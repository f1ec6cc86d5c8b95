//! Conversation state: schema, manager, and API-response recorders
//!
//! Components and the flow engine only ever touch state through
//! [`StateManager`]. Protected fields (`channel`, `dashboard`, `auth`,
//! `action`) are written by `initialize_channel` and the recorders in this
//! module, never by a generic update.

mod manager;
mod recorder;
mod schema;

pub use manager::StateManager;
pub use schema::*;

use crate::store::StoreError;
use serde_json::Value;
use thiserror::Error;

#[derive(Error, Debug)]
pub enum StateError {
    #[error("Protected field '{field}' cannot be changed through a generic update")]
    ProtectedField { field: String },
    #[error("Invalid value for '{field}': {value} ({reason})")]
    InvalidField {
        field: String,
        value: Value,
        reason: String,
    },
    #[error("Unknown state field '{field}'")]
    UnknownField { field: String },
    #[error(transparent)]
    Store(#[from] StoreError),
}

impl StateError {
    pub(crate) fn invalid(field: impl Into<String>, value: &Value, reason: impl ToString) -> Self {
        StateError::InvalidField {
            field: field.into(),
            value: value.clone(),
            reason: reason.to_string(),
        }
    }

    /// Name of the offending field, if the error is a schema violation
    pub fn field(&self) -> Option<&str> {
        match self {
            StateError::ProtectedField { field }
            | StateError::InvalidField { field, .. }
            | StateError::UnknownField { field } => Some(field),
            StateError::Store(_) => None,
        }
    }
}

pub type StateResult<T> = Result<T, StateError>;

--

Examine the listing and count its lines containing the word "InvalidField". State the count alone.

#### Task result
3